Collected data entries

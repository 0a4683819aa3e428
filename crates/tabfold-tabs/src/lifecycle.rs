//! Lifecycle polling
//!
//! The activation predicate has no change notification, so the controller
//! rechecks it on a timer: once after a short settle delay, then at a fixed
//! period. The loop only holds a weak reference and ends on its own once
//! the controller is gone.

use std::rc::Rc;
use tokio::task::JoinHandle;
use tokio::time::{self, Instant, MissedTickBehavior};

use crate::controller::TabController;

/// Running poll loop. Dropping the handle stops it.
#[derive(Debug)]
pub struct PollHandle {
    task: JoinHandle<()>,
}

impl PollHandle {
    pub fn stop(&self) {
        self.task.abort();
    }

    pub fn is_finished(&self) -> bool {
        self.task.is_finished()
    }
}

impl Drop for PollHandle {
    fn drop(&mut self) {
        self.task.abort();
    }
}

impl TabController {
    /// Start rechecking the predicate on the schedule from the config.
    ///
    /// Must be called from within a `tokio::task::LocalSet`: the document
    /// is not `Send`, so the loop runs on the current thread.
    pub fn start_polling(&self) -> PollHandle {
        let weak = Rc::downgrade(&self.inner);
        let schedule = self.config().poll();

        let task = tokio::task::spawn_local(async move {
            time::sleep(schedule.initial_delay()).await;

            let period = schedule.interval();
            let mut ticker = time::interval_at(Instant::now() + period, period);
            ticker.set_missed_tick_behavior(MissedTickBehavior::Delay);

            loop {
                let Some(inner) = weak.upgrade() else {
                    tracing::debug!("Tab controller dropped, polling stopped");
                    return;
                };

                let transition = TabController { inner }.refresh();
                tracing::trace!(?transition, "Tab recheck");

                ticker.tick().await;
            }
        });

        tracing::debug!(
            initial_delay_ms = schedule.initial_delay_ms,
            interval_ms = schedule.interval_ms,
            "Tab polling started"
        );

        PollHandle { task }
    }
}
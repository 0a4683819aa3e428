//! tabfold tab controller
//!
//! Splits a region of an existing document into named tabs: injects tab
//! buttons after an anchor node, moves the declared content into one
//! container per tab, remembers the active tab, and puts everything back on
//! teardown. Whether the tabs exist at all is decided by polling a
//! caller-supplied predicate.

mod chrome;
mod config;
mod controller;
mod definition;
mod error;
mod lifecycle;
mod preferences;
mod relocation;
mod state;
mod switcher;

pub use config::{PollSchedule, TabConfig, TabConfigBuilder, TabSetSpec};
pub use controller::TabController;
pub use definition::TabDefinition;
pub use error::TabError;
pub use lifecycle::PollHandle;
pub use preferences::{MemorySettings, PreferenceStore, SettingsBackend};
pub use relocation::RelocationPolicy;
pub use state::{Presence, Transition};

pub type Result<T> = std::result::Result<T, TabError>;
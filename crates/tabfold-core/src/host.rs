//! Host state container
//!
//! Owns the preference database and the live document; every tab set is
//! attached through here so they all persist to the same place.

use std::sync::Arc;
use tabfold_dom::{Document, SharedDocument};
use tabfold_storage::Database;
use tabfold_tabs::{
    PollHandle, PreferenceStore, TabConfig, TabConfigBuilder, TabController, TabSetSpec,
};

use crate::config::Config;
use crate::Result;

pub struct Host {
    config: Config,
    db: Database,
    document: SharedDocument,
}

impl Host {
    /// Open the database from `config` and take over `document`.
    pub fn new(config: Config, document: Document) -> Result<Self> {
        // Ensure data directory exists
        if let Some(parent) = config.database_path.parent() {
            std::fs::create_dir_all(parent)?;
        }

        let db = Database::open(&config.database_path)?;

        tracing::info!(path = %config.database_path.display(), "Host initialized");

        Ok(Self {
            config,
            db,
            document: document.into_shared(),
        })
    }

    /// Host whose preferences last only as long as the process.
    pub fn open_in_memory(document: Document) -> Result<Self> {
        Ok(Self {
            config: Config::default(),
            db: Database::open_in_memory()?,
            document: document.into_shared(),
        })
    }

    pub fn config(&self) -> &Config {
        &self.config
    }

    pub fn database(&self) -> &Database {
        &self.db
    }

    pub fn document(&self) -> &SharedDocument {
        &self.document
    }

    /// Build a controller for `spec` on the host document. `configure`
    /// attaches the predicate and switch hook.
    pub fn attach(
        &self,
        spec: TabSetSpec,
        configure: impl FnOnce(TabConfigBuilder) -> TabConfigBuilder,
    ) -> Result<TabController> {
        let config = configure(TabConfig::builder(spec)).build()?;
        let preferences = PreferenceStore::for_config(&config, Arc::new(self.db.clone()));

        tracing::debug!(
            tab_prefix = %config.tab_prefix(),
            tabs = config.tab_ids().count(),
            "Attached tab set"
        );

        Ok(TabController::new(
            config,
            self.document.clone(),
            preferences,
        ))
    }

    /// Attach every tab set declared in the host config, without hooks.
    pub fn attach_configured(&self) -> Result<Vec<TabController>> {
        self.config
            .tab_sets
            .iter()
            .map(|spec| self.attach(spec.clone(), |builder| builder))
            .collect()
    }

    /// Start rechecking `controller`. Must run inside a `LocalSet`.
    pub fn start(&self, controller: &TabController) -> PollHandle {
        controller.start_polling()
    }
}

#[cfg(test)]
mod tests {
    use super::*;
    use crate::error::CoreError;
    use std::cell::Cell;
    use std::rc::Rc;
    use std::time::Duration;
    use tabfold_dom::Query;
    use tabfold_tabs::TabDefinition;
    use tempfile::tempdir;

    const PAGE: &str = r#"<div id="mount"><div id="anchor"></div><p id="x">x</p></div>"#;

    fn spec() -> TabSetSpec {
        let mut spec = TabSetSpec::new(
            "#mount",
            "#anchor",
            vec![
                TabDefinition::new("a", "A").with_content("#x"),
                TabDefinition::new("b", "B"),
            ],
        );
        spec.active_tab_storage_key = Some("host-tab".to_string());
        spec
    }

    #[test]
    fn test_attach_persists_to_database() {
        let host = Host::open_in_memory(Document::parse(PAGE)).unwrap();
        let controller = host.attach(spec(), |b| b).unwrap();

        assert!(controller.create());
        controller.switch_tab("b");
        assert_eq!(
            host.database().get_setting("host-tab").unwrap().as_deref(),
            Some("b")
        );

        controller.remove();
        let again = host.attach(spec(), |b| b).unwrap();
        assert!(again.create());
        assert_eq!(again.active_tab(), "b");
    }

    #[test]
    fn test_attach_rejects_invalid_spec() {
        let host = Host::open_in_memory(Document::parse(PAGE)).unwrap();
        let mut bad = spec();
        bad.tabs.clear();

        assert!(matches!(host.attach(bad, |b| b), Err(CoreError::Tab(_))));
    }

    #[test]
    fn test_new_creates_database_file() {
        let dir = tempdir().unwrap();
        let mut config = Config::new(dir.path().join("nested"));
        config.tab_sets.push(spec());

        let host = Host::new(config, Document::parse(PAGE)).unwrap();
        assert!(host.config().database_path.exists());

        let controllers = host.attach_configured().unwrap();
        assert_eq!(controllers.len(), 1);
        assert!(controllers[0].create());
    }

    #[tokio::test(start_paused = true)]
    async fn test_start_polls_predicate() {
        let host = Host::open_in_memory(Document::parse(PAGE)).unwrap();
        let wanted = Rc::new(Cell::new(true));
        let flag = Rc::clone(&wanted);
        let controller = host
            .attach(spec(), move |b| b.check_condition(move || flag.get()))
            .unwrap();

        tokio::task::LocalSet::new()
            .run_until(async {
                let _handle = host.start(&controller);
                tokio::time::sleep(Duration::from_millis(400)).await;
                assert!(controller.is_created());

                wanted.set(false);
                tokio::time::sleep(Duration::from_millis(2000)).await;
                assert!(!controller.is_created());
            })
            .await;

        let buttons = Query::parse("#tab-buttons").unwrap();
        assert!(host.document().borrow().query(&buttons).is_none());
    }
}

* WHAT TO DO: Show every line from the entries above in which "impl" appears.

* RESULT FOR THIS TASK:
impl PollHandle {
impl Drop for PollHandle {
impl TabController {
impl Host {
        configure: impl FnOnce(TabConfigBuilder) -> TabConfigBuilder,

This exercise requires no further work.